Another NGO paying school fees for several hundred children a year is God’s Golden Acre, situated between Durban and Pietermaritzburg. Its director, Heather Reynolds, says her organisation focuses on getting many of the children who dropped out of school because their parents were sick or had died back into the education system and keeping them there. Reynolds says she paid the fees because ‘schools in the valley haven’t got money – they’re the poorest of the poor. Possibly in the long run we should be challenging the Department of Education on this, but for now we need to keep these kids in school. It’s a short-term thing, but if the fees aren’t paid and individuals are excluded, those children’s lives are going to be ruined.

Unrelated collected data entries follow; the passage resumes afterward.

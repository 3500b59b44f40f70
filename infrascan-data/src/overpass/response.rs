//! Overpass JSON response types.
//!
//! Only the fields produced by `out geom;` that the converter needs are
//! modelled; anything else in the payload is ignored.

use geo::Coord;
use infrascan_core::{ElementKind, RawElement, Tags};
use serde::Deserialize;

/// Top-level Overpass reply.
#[derive(Debug, Clone, Default, PartialEq, Deserialize)]
pub struct OverpassResponse {
    /// Elements in the order the server emitted them.
    #[serde(default)]
    pub elements: Vec<OverpassElement>,
}

/// A single element as emitted by Overpass.
#[derive(Debug, Clone, PartialEq, Deserialize)]
pub struct OverpassElement {
    /// `node`, `way`, or `relation`.
    #[serde(rename = "type")]
    pub element_type: String,
    /// Element identifier.
    pub id: i64,
    /// Node latitude.
    #[serde(default)]
    pub lat: Option<f64>,
    /// Node longitude.
    #[serde(default)]
    pub lon: Option<f64>,
    /// Free-form tags.
    #[serde(default)]
    pub tags: Tags,
    /// Way vertices, present when the query asks for `out geom`.
    #[serde(default)]
    pub geometry: Vec<OverpassPosition>,
}

/// A `{lat, lon}` vertex.
#[derive(Debug, Clone, Copy, PartialEq, Deserialize)]
pub struct OverpassPosition {
    /// Latitude.
    pub lat: f64,
    /// Longitude.
    pub lon: f64,
}

impl From<OverpassPosition> for Coord<f64> {
    fn from(position: OverpassPosition) -> Self {
        Self {
            x: position.lon,
            y: position.lat,
        }
    }
}

impl From<OverpassElement> for RawElement {
    fn from(element: OverpassElement) -> Self {
        let location = match (element.lat, element.lon) {
            (Some(lat), Some(lon)) => Some(Coord { x: lon, y: lat }),
            _ => None,
        };
        Self {
            kind: ElementKind::from_type_name(&element.element_type),
            id: element.id,
            location,
            geometry: element.geometry.into_iter().map(Coord::from).collect(),
            tags: element.tags,
        }
    }
}

impl OverpassResponse {
    /// Convert every element into a [`RawElement`], preserving order.
    #[must_use]
    pub fn into_elements(self) -> Vec<RawElement> {
        self.elements.into_iter().map(RawElement::from).collect()
    }
}

#[cfg(test)]
mod tests {
    use super::*;
    use rstest::rstest;

    const SAMPLE: &str = r#"{
        "version": 0.6,
        "generator": "Overpass API",
        "elements": [
            {"type": "node", "id": 1, "lat": 51.5, "lon": -0.1, "tags": {"amenity": "hospital"}},
            {"type": "way", "id": 2, "tags": {"highway": "primary"},
             "bounds": {"minlat": 51.5, "minlon": -0.2, "maxlat": 51.6, "maxlon": -0.1},
             "geometry": [{"lat": 51.5, "lon": -0.2}, {"lat": 51.6, "lon": -0.1}]},
            {"type": "relation", "id": 3, "tags": {"building": "yes"}, "members": []},
            {"type": "node", "id": 4, "lat": 51.55, "lon": -0.15}
        ]
    }"#;

    #[rstest]
    fn decodes_elements_in_order() {
        let response: OverpassResponse = serde_json::from_str(SAMPLE).expect("valid sample");
        let elements = response.into_elements();
        let kinds: Vec<ElementKind> = elements.iter().map(|element| element.kind).collect();
        assert_eq!(
            kinds,
            vec![
                ElementKind::Node,
                ElementKind::Way,
                ElementKind::Relation,
                ElementKind::Node
            ]
        );
    }

    #[rstest]
    fn positions_map_lat_lon_to_y_x() {
        let response: OverpassResponse = serde_json::from_str(SAMPLE).expect("valid sample");
        let elements = response.into_elements();
        let node = elements.first().expect("node");
        assert_eq!(node.location, Some(Coord { x: -0.1, y: 51.5 }));
        let way = elements.get(1).expect("way");
        assert_eq!(
            way.geometry,
            vec![Coord { x: -0.2, y: 51.5 }, Coord { x: -0.1, y: 51.6 }]
        );
        assert_eq!(way.location, None);
    }

    #[rstest]
    fn untagged_elements_have_empty_tags() {
        let response: OverpassResponse = serde_json::from_str(SAMPLE).expect("valid sample");
        let last = response.into_elements().pop().expect("trailing node");
        assert!(last.tags.is_empty());
    }

    #[rstest]
    fn missing_elements_list_decodes_empty() {
        let response: OverpassResponse = serde_json::from_str("{}").expect("empty object");
        assert!(response.elements.is_empty());
    }
}
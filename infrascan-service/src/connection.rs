//! Managed connection to a remote discovery service.
//!
//! A [`Connection`] starts `Unconnected` and is only dialled on the first
//! [`Connection::acquire`]. Concurrent callers queue behind a single dial, so
//! at most one connect is in flight. A failed dial leaves the connection
//! `Failed`; the next `acquire` dials again. Dropping an `acquire` future
//! mid-dial returns the connection to `Unconnected`. [`Connection::reset`]
//! discards a ready channel after a transport error.

use std::fmt;
use std::sync::Mutex as StdMutex;
use std::time::Duration;

use async_trait::async_trait;
use log::{info, warn};
use reqwest::Client;
use thiserror::Error;
use tokio::sync::Mutex;
use url::Url;

use crate::rpc::{HEALTH_PATH, HealthStatus};

/// Observable lifecycle state.
#[derive(Debug, Clone, Copy, PartialEq, Eq)]
pub enum ConnectionState {
    /// Never dialled, or reset.
    Unconnected,
    /// A dial is in flight.
    Connecting,
    /// A channel is cached and handed out by `acquire`.
    Ready,
    /// The last dial failed.
    Failed,
}

/// Errors raised while establishing a channel.
#[derive(Debug, Clone, PartialEq, Eq, Error)]
pub enum ConnectError {
    /// The service address did not parse as a URL.
    #[error("invalid service address {address:?}: {message}")]
    InvalidAddress {
        /// Address as configured.
        address: String,
        /// Parser error description.
        message: String,
    },
    /// The HTTP client could not be built.
    #[error("failed to build HTTP client: {message}")]
    Client {
        /// Builder error description.
        message: String,
    },
    /// The service could not be reached.
    #[error("service at {url} is unreachable: {message}")]
    Unreachable {
        /// Probed URL.
        url: String,
        /// Transport error description.
        message: String,
    },
    /// The service answered but is not serving.
    #[error("service at {url} is not serving (status {status})")]
    NotServing {
        /// Probed URL.
        url: String,
        /// Reported status, or the HTTP status code when no body was usable.
        status: String,
    },
}

/// Dials channels for a [`Connection`].
#[async_trait]
pub trait Connector: Send + Sync {
    /// Handle returned once connected.
    type Channel: Clone + Send + Sync;

    /// Establish a new channel.
    async fn connect(&self) -> Result<Self::Channel, ConnectError>;
}

/// Lazily established, shareable channel with an explicit lifecycle.
pub struct Connection<C: Connector> {
    connector: C,
    channel: Mutex<Option<C::Channel>>,
    state: StdMutex<ConnectionState>,
}

impl<C: Connector> fmt::Debug for Connection<C> {
    fn fmt(&self, f: &mut fmt::Formatter<'_>) -> fmt::Result {
        f.debug_struct("Connection")
            .field("state", &self.state())
            .finish_non_exhaustive()
    }
}

impl<C: Connector> Connection<C> {
    /// Unconnected connection dialled through `connector`.
    #[must_use]
    pub fn new(connector: C) -> Self {
        Self {
            connector,
            channel: Mutex::new(None),
            state: StdMutex::new(ConnectionState::Unconnected),
        }
    }

    /// Current lifecycle state.
    #[must_use]
    pub fn state(&self) -> ConnectionState {
        self.state
            .lock()
            .map_or(ConnectionState::Failed, |state| *state)
    }

    fn set_state(&self, next: ConnectionState) {
        if let Ok(mut state) = self.state.lock() {
            *state = next;
        }
    }

    /// The connector used for dialling.
    #[must_use]
    pub const fn connector(&self) -> &C {
        &self.connector
    }

    /// Return the cached channel, dialling first if there is none.
    ///
    /// # Errors
    ///
    /// Propagates the [`ConnectError`] from a failed dial; the connection is
    /// left `Failed` and the next call dials again.
    pub async fn acquire(&self) -> Result<C::Channel, ConnectError> {
        let mut slot = self.channel.lock().await;
        if let Some(channel) = slot.as_ref() {
            return Ok(channel.clone());
        }

        let dial = DialGuard::start(self);
        match self.connector.connect().await {
            Ok(channel) => {
                *slot = Some(channel.clone());
                dial.settle(ConnectionState::Ready);
                info!("Connection established");
                Ok(channel)
            }
            Err(err) => {
                dial.settle(ConnectionState::Failed);
                warn!("Connection attempt failed: {err}");
                Err(err)
            }
        }
    }

    /// Drop any cached channel so the next `acquire` dials afresh.
    pub async fn reset(&self) {
        let mut slot = self.channel.lock().await;
        *slot = None;
        self.set_state(ConnectionState::Unconnected);
    }
}

/// Marks a dial in flight; an abandoned dial reverts to `Unconnected`.
struct DialGuard<'a, C: Connector> {
    connection: &'a Connection<C>,
    settled: bool,
}

impl<'a, C: Connector> DialGuard<'a, C> {
    fn start(connection: &'a Connection<C>) -> Self {
        connection.set_state(ConnectionState::Connecting);
        Self {
            connection,
            settled: false,
        }
    }

    fn settle(mut self, outcome: ConnectionState) {
        self.connection.set_state(outcome);
        self.settled = true;
    }
}

impl<C: Connector> Drop for DialGuard<'_, C> {
    fn drop(&mut self) {
        if !self.settled {
            self.connection.set_state(ConnectionState::Unconnected);
        }
    }
}

/// Channel to a discovery server over HTTP.
#[derive(Debug, Clone)]
pub struct HttpChannel {
    client: Client,
    base: Url,
}

impl HttpChannel {
    /// Shared HTTP client.
    #[must_use]
    pub const fn client(&self) -> &Client {
        &self.client
    }

    /// Resolve `path` against the server base URL.
    ///
    /// # Errors
    ///
    /// Returns [`url::ParseError`] when `path` cannot be joined.
    pub fn endpoint(&self, path: &str) -> Result<Url, url::ParseError> {
        self.base.join(path)
    }
}

/// [`Connector`] that dials an HTTP discovery server and checks its health
/// probe before handing out the channel.
#[derive(Debug, Clone)]
pub struct HttpConnector {
    address: String,
    timeout: Duration,
}

impl HttpConnector {
    /// Connector for the server at `address`, e.g. `http://localhost:50052`.
    #[must_use]
    pub fn new(address: impl Into<String>, timeout: Duration) -> Self {
        Self {
            address: address.into(),
            timeout,
        }
    }

    /// Configured server address.
    #[must_use]
    pub fn address(&self) -> &str {
        &self.address
    }
}

#[async_trait]
impl Connector for HttpConnector {
    type Channel = HttpChannel;

    async fn connect(&self) -> Result<HttpChannel, ConnectError> {
        let base = Url::parse(&self.address).map_err(|err| ConnectError::InvalidAddress {
            address: self.address.clone(),
            message: err.to_string(),
        })?;
        let client = Client::builder()
            .connect_timeout(self.timeout)
            .timeout(self.timeout)
            .build()
            .map_err(|err| ConnectError::Client {
                message: err.to_string(),
            })?;
        let probe = base
            .join(HEALTH_PATH)
            .map_err(|err| ConnectError::InvalidAddress {
                address: self.address.clone(),
                message: err.to_string(),
            })?;

        let response = client
            .get(probe.clone())
            .send()
            .await
            .map_err(|err| ConnectError::Unreachable {
                url: probe.to_string(),
                message: err.to_string(),
            })?;
        let status = response.status();
        let health: Option<HealthStatus> = response.json().await.ok();
        match health {
            Some(health) if status.is_success() && health.is_serving() => {
                Ok(HttpChannel { client, base })
            }
            Some(health) => Err(ConnectError::NotServing {
                url: probe.to_string(),
                status: health.status,
            }),
            None => Err(ConnectError::NotServing {
                url: probe.to_string(),
                status: status.as_u16().to_string(),
            }),
        }
    }
}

‘Conservatively, we’re going to have 2.5-million orphans in South Africa in the next 10 years,” says Reynolds. ‘If these children filter on to the streets, the cities will become ungovernable.”

Well-known HIV/Aids activist Gail Johnson believes that the government, and particularly the Department of Education (DoE), owes a great deal more to children orphaned by the pandemic than it is currently providing.

Johnson is a director of Nkosi’s Haven, a home for HIV-positive destitute mothers and their children in Berea, Johannesburg. At present, Nkosi’s Haven is home to 11 mothers and 27 children – most of whom Johnson sends to a nearby private school. By the time they go to school, many orphans need far more support and attention than a child who has not gone through the painful process of losing both parents.

‘The problems faced by orphans are not going to be adequately addressed in the usual crowded classrooms of state schools,” says Johnson. They require careful intervention and one-on-one attention.

Johnson says, ‘My school bill this year was R54 000, and the kids all got uniforms that cost about R1 400 each. This [private] school nurtures them. These orphans are our future leaders. If we aren’t going to educate them properly, we’re raising empty shells – kids who are psychologically and emotionally dwarfed. These children need the extra mile … they have to become ambassadors for people infected with HIV.”

Education authorities are all too aware that the problem of illegal exclusions exists. Says DoE representative Nonceba Levin, ‘Exemption [from fees] has always been an area of ignorance. In rural areas, it could well be that schools don’t know, and neither do the parents, that exclusion on the basis of non-payment is not allowed, full stop.” In an attempt to address the problem, the DoE announced in August that it would be embarking on a campaign to educate parents about their rights regarding exclusion.

But with schools increasingly under pressure to raise their own funds, enforcing these rights in light of the number of children unable to pay is going to take some doing. The Actuarial Society of South Africa, which carefully monitors HIV/Aids statistics on an ongoing basis, estimates there are already about 280 000 maternal orphans – children who have lost their mothers to HIV/Aids – at the moment, while there are presently about 640 000 orphans in the country.

Another organisation that deals closely with HIV/Aids and related issues is the Medical Research Council. According to a report published in May by the council entitled Orphans of the HIV/Aids Epidemic, South Africa needs to initiate far-reaching interventions now in order to contain the tragedy that the disease is going to cause.

‘Currently there are more people infected with HIV in South Africa that in any other African country – and ultimately we are likely to have to look after among the highest number of Aids orphans,” says the report. There is also a frightening warning: ‘Roughly a third of all children under the age of 18 will have lost one or both parents by 2015 if there are no changes in sexual behaviour and no significant health interventions.”